Comment 28 Ulenrich 2012-10-25 21:27:42 UTC
I just wanted to say:
If you are comfortable running linux-3.6.1 you also could move to linux-3.6.3 with this jbd2-revert-patch ...
Comment 29 Kyle Sanderson 2012-10-25 21:29:22 UTC
(In reply to comment #28)
While Ted is sure this is the problem, he's waiting for a response from the two original reporters before shipping it off. I'd honestly wait to confirm it's fixed, but it's up to you.
Comment 30 Richard Yao gentoo-dev 2012-10-25 22:19:00 UTC
The dust has not had time to settle and I am not convinced that I have full facts. I have emailed gregkh asking him for his plans. I am willing to wait a few days to be certain that Ted is certain and to avoid reintroducing these source package versions only to have gregkh do a tag within a few days. Doing frequent kernel source package updates is annoys users. I do not want our efforts to ensure the integrity of user data to cause that.

I cannot stop maintainers from doing otherwise, but I strongly recommend that people wait until all of the facts are known. In particular, we should wait for Ted to verify that he is certain. We should also wait to verify that gregkh is not going to release a new tag shortly after we make changes to the tree. I emailed gregkh to inquire about his plans. I expect a reply soon.
Comment 31 Richard Yao gentoo-dev 2012-10-25 22:24:54 UTC
Ignore what I just said. gregkh replied to my email sooner than I expected. His response was less than conclusive (i.e. he doesn't know when he will do another stable release, but he would like to get started on it soon). Ted's patches will not be accepted into stable until they are in Linus' tree.

With that in mind, I still recommend waiting to make sure that Ted is certain before we do anything else. A few days should not be a problem.
Comment 32 Sergei Trofimovich gentoo-dev 2012-10-26 08:12:27 UTC
Migth be not as scary in the end. Ted's post about the matter:

    https://plus.google.com/117091380454742934025/posts/Wcc5tMiCgq7
Comment 33 Stefan Behte (RETIRED) gentoo-dev Security 2012-10-26 09:57:59 UTC
Can be unmasked agin, issue is very likely only happening on the guy's box who reported that bug...
Comment 34 Chí-Thanh Christopher Nguyễn gentoo-dev 2012-10-26 11:24:51 UTC
+1 for unmasking

It apparently only happens on unclean shutdown in combination with the nobarrier mount option. And users who use nobarrier should expect filesystem corruption after unclean shutdown anyway.
Comment 35 Richard Yao gentoo-dev 2012-10-26 13:26:07 UTC
After sleeping on it, I am going to concur with others. This is far less serious than Ted's original email suggested and it does not make sense to keep the masks. In addition, gregkh informed me that he has not started working on the next set of stable kernel tags yet, so there should be minimal risk of having him tag new kernels within days of the masks being lifted.

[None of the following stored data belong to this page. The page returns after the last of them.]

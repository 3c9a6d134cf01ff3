//! 应用配置：从 config/default.toml 与环境变量加载
//!
//! 加载顺序：先读 TOML 文件，再用环境变量 `HIVE__*` 覆盖（双下划线表示嵌套，如 `HIVE__LLM__PROVIDER=openai`）。
//! `[[topics]]` 是构图的唯一声明式输入：按名称引用已注册的工具。

use std::path::PathBuf;

use serde::Deserialize;

use crate::agents::HistoryPolicy;

/// 应用配置根（对应 config/default.toml 的顶层）
#[derive(Debug, Clone, Deserialize, Default)]
#[serde(default)]
pub struct AppConfig {
    pub app: AppSection,
    pub llm: LlmSection,
    pub tools: ToolsSection,
    pub retrieval: RetrievalSection,
    pub checkpoint: CheckpointSection,
    pub topics: Vec<TopicSection>,
}

/// [app] 段
#[derive(Debug, Clone, Deserialize)]
#[serde(default)]
pub struct AppSection {
    pub name: Option<String>,
    /// 单个回合最多执行的步数，防止 Planner 与 Orchestrator 互相踢皮球
    pub max_steps_per_turn: usize,
    /// Agent 读取自身通道的默认方式：all / last
    pub default_history: HistoryPolicy,
    /// 商户画像占位值
    pub merchant_profile: String,
}

impl Default for AppSection {
    fn default() -> Self {
        Self {
            name: None,
            max_steps_per_turn: 25,
            default_history: HistoryPolicy::All,
            merchant_profile: crate::core::NO_MERCHANT_PROFILE.to_string(),
        }
    }
}

/// [llm] 段：后端选择与超时
#[derive(Debug, Clone, Deserialize)]
#[serde(default)]
pub struct LlmSection {
    /// 后端：deepseek / openai / mock
    pub provider: String,
    pub model: Option<String>,
    pub base_url: Option<String>,
    pub timeouts: LlmTimeoutsSection,
}

impl Default for LlmSection {
    fn default() -> Self {
        Self {
            provider: "deepseek".to_string(),
            model: None,
            base_url: None,
            timeouts: LlmTimeoutsSection::default(),
        }
    }
}

#[derive(Debug, Clone, Deserialize)]
#[serde(default)]
pub struct LlmTimeoutsSection {
    pub request: u64,
}

impl Default for LlmTimeoutsSection {
    fn default() -> Self {
        Self { request: 60 }
    }
}

/// [tools] 段：工具超时、执行 Agent 的工具轮数上限、配置声明的固定回复工具
#[derive(Debug, Clone, Deserialize)]
#[serde(default)]
pub struct ToolsSection {
    /// 单次工具调用超时（秒）
    pub tool_timeout_secs: u64,
    /// 执行 Agent 内部「调用工具 -> 观察」的最大轮数
    pub max_tool_rounds: usize,
    pub canned: Vec<CannedToolSection>,
}

impl Default for ToolsSection {
    fn default() -> Self {
        Self {
            tool_timeout_secs: 30,
            max_tool_rounds: 6,
            canned: Vec::new(),
        }
    }
}

/// [[tools.canned]]：名称、能力描述、固定返回文本
#[derive(Debug, Clone, Deserialize)]
pub struct CannedToolSection {
    pub name: String,
    pub description: String,
    pub response: String,
}

/// [retrieval] 段：各语料的 k 值与可选的 HTTP 检索端点
#[derive(Debug, Clone, Deserialize)]
#[serde(default)]
pub struct RetrievalSection {
    pub live_index_k: usize,
    pub past_resolutions_k: usize,
    pub guidelines_k: usize,
    pub live_index_url: Option<String>,
    pub past_resolutions_url: Option<String>,
    pub guidelines_url: Option<String>,
    pub timeout_secs: u64,
}

impl Default for RetrievalSection {
    fn default() -> Self {
        Self {
            live_index_k: 10,
            past_resolutions_k: 5,
            guidelines_k: 2,
            live_index_url: None,
            past_resolutions_url: None,
            guidelines_url: None,
            timeout_secs: 15,
        }
    }
}

/// [checkpoint] 段：memory / sqlite
#[derive(Debug, Clone, Deserialize)]
#[serde(default)]
pub struct CheckpointSection {
    pub backend: String,
    pub path: PathBuf,
    /// 每个会话保留的检查点条数，0 表示不清理
    pub keep_last: usize,
}

impl Default for CheckpointSection {
    fn default() -> Self {
        Self {
            backend: "memory".to_string(),
            path: PathBuf::from("data/checkpoints.db"),
            keep_last: 0,
        }
    }
}

/// [[topics]]：一个业务领域及其工具（按注册名引用）
#[derive(Debug, Clone, Deserialize)]
pub struct TopicSection {
    pub name: String,
    #[serde(default)]
    pub read_tools: Vec<String>,
    #[serde(default)]
    pub update_tools: Vec<String>,
    #[serde(default)]
    pub knowledge_base_tools: Vec<String>,
}

/// 从 config 目录加载配置，环境变量 HIVE__* 可覆盖
///
/// 1. 按顺序查找 config/default.toml、../config/default.toml、default.toml，找到则作为第一源
/// 2. 若传入 config_path 且文件存在，则追加该文件（可覆盖前面的键）
/// 3. 最后叠加环境变量 HIVE__*（双下划线表示嵌套键）
pub fn load_config(config_path: Option<PathBuf>) -> Result<AppConfig, config::ConfigError> {
    let mut builder = config::Config::builder();

    let default_names = ["config/default", "../config/default", "default"];
    for name in default_names {
        let path = format!("{}.toml", name);
        if std::path::Path::new(&path).exists() {
            builder = builder.add_source(config::File::with_name(name).required(false));
            break;
        }
    }

    if let Some(ref path) = config_path {
        if path.exists() {
            builder = builder.add_source(config::File::from(path.clone()).required(false));
        }
    }

    builder = builder.add_source(
        config::Environment::with_prefix("HIVE")
            .separator("__")
            .try_parsing(true),
    );

    let c = builder.build()?;
    c.try_deserialize()
}

#[cfg(test)]
mod tests {
    use super::*;

    #[test]
    fn test_defaults() {
        let cfg = AppConfig::default();
        assert_eq!(cfg.app.max_steps_per_turn, 25);
        assert_eq!(cfg.app.default_history, HistoryPolicy::All);
        assert_eq!(cfg.retrieval.past_resolutions_k, 5);
        assert_eq!(cfg.retrieval.guidelines_k, 2);
        assert_eq!(cfg.retrieval.live_index_k, 10);
        assert_eq!(cfg.checkpoint.backend, "memory");
        assert!(cfg.topics.is_empty());
    }

    #[test]
    fn test_load_topics_from_file() {
        let dir = tempfile::TempDir::new().unwrap();
        let path = dir.path().join("hive.toml");
        std::fs::write(
            &path,
            r#"
[app]
default_history = "last"

[llm]
provider = "mock"

[[tools.canned]]
name = "get_feature_status"
description = "Reads feature status"
response = "enabled"

[[topics]]
name = "Billing"
read_tools = ["get_feature_status"]
knowledge_base_tools = ["past_successful_example"]
"#,
        )
        .unwrap();

        let cfg = load_config(Some(path)).unwrap();
        assert_eq!(cfg.llm.provider, "mock");
        assert_eq!(cfg.app.default_history, HistoryPolicy::Last);
        assert_eq!(cfg.app.max_steps_per_turn, 25);
        assert_eq!(cfg.tools.canned[0].name, "get_feature_status");
        assert_eq!(cfg.topics.len(), 1);
        assert!(cfg.topics[0].update_tools.is_empty());
    }
}
//! 可观测性：tracing 订阅器初始化

use tracing_subscriber::{fmt, prelude::*, EnvFilter};

/// 日志：默认 info，可通过 RUST_LOG 覆盖；重复初始化时忽略
pub fn init() {
    let filter = EnvFilter::try_from_default_env().unwrap_or_else(|_| EnvFilter::new("info"));
    let _ = tracing_subscriber::registry()
        .with(filter)
        .with(fmt::layer())
        .try_init();
}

With both things in mind, I have lifted the masks.
Comment 36 Kerin Millar 2012-11-02 12:41:29 UTC
Created attachment 328068 [details, diff]
linux-2.6.git-ffb5387.patch

"ext4: fix unjournaled inode bitmap modification" patch from Eric Sandeen.
Comment 37 Kerin Millar 2012-11-02 13:28:49 UTC
(In reply to comment #34)
> It apparently only happens on unclean shutdown in combination with the
> nobarrier mount option.

It transpires that using nobarrier does not trigger the bug. Instead, using journal_checksum or journal_async_commit is sufficient to put one at risk. The parent of the post referenced in the URL explains further.

> And users who use nobarrier should expect filesystem
> corruption after unclean shutdown anyway.

Even those of us using a battery-backed write cache (including Nix)? Not to mention that ext3 users managed rather well up until the point at which barriers were enabled by default in 2011. The talk of "esoteric" mount options amounted to little more than a smoke screen.
Comment 38 Kerin Millar 2012-11-02 16:22:33 UTC
I'm putting the affected versions in the whiteboard. Note that the references to the as-yet unreleased 3.4.18 and 3.6.6 kernels are correct because the patch is in the stable queue for these branches. Fortunately, journal_checksum isn't a default option so few users should be affected.